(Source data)
# # # #

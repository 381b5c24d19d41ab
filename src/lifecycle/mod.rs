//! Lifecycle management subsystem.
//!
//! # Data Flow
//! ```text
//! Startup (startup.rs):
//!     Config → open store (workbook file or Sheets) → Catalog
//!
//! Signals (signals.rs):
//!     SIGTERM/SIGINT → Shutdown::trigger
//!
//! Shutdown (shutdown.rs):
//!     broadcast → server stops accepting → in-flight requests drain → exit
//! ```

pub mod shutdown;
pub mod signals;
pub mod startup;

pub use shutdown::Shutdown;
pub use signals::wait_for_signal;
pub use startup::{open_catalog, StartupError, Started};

# # # #

Repeat the data exactly. Omit nothing.

repository 381b5c24d19d41ab
filename src/lifecycle/mod.rs
//! Lifecycle management subsystem.
//!
//! # Data Flow
//! ```text
//! Startup (startup.rs):
//!     Config → open store (workbook file or Sheets) → Catalog
//!
//! Signals (signals.rs):
//!     SIGTERM/SIGINT → Shutdown::trigger
//!
//! Shutdown (shutdown.rs):
//!     broadcast → server stops accepting → in-flight requests drain → exit
//! ```

pub mod shutdown;
pub mod signals;
pub mod startup;

pub use shutdown::Shutdown;
pub use signals::wait_for_signal;
pub use startup::{open_catalog, StartupError, Started};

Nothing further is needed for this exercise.